╔══
//! Parcel Desk server.
//!
//! Exposes the customer-support tools over the Model Context Protocol.
//!
//! # Architecture
//!
//! - [`tools`] - the 15 tool definitions and the executor that runs them
//! - [`content`] - static reference content behind the information tools
//! - [`mcp`] - JSON-RPC handling and the stdio transport
//! - [`routes`] - the axum HTTP transport
//! - [`config`] - environment-driven configuration

#![cfg_attr(not(test), forbid(unsafe_code))]

pub mod config;
pub mod content;
pub mod error;
pub mod mcp;
pub mod middleware;
pub mod routes;
pub mod state;
pub mod tools;

pub use config::{ConfigError, LogFormat, ServerConfig, Transport};
pub use content::{ContentError, SupportContent};
pub use error::AppError;
pub use mcp::McpHandler;
pub use state::{AppState, build_handler};
pub use tools::{Tool, ToolError, ToolExecutor, ToolResult};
╚══
Count the lines in these records that hold the string "config". Only the number is wanted.

▸ YOUR RESPONSE
3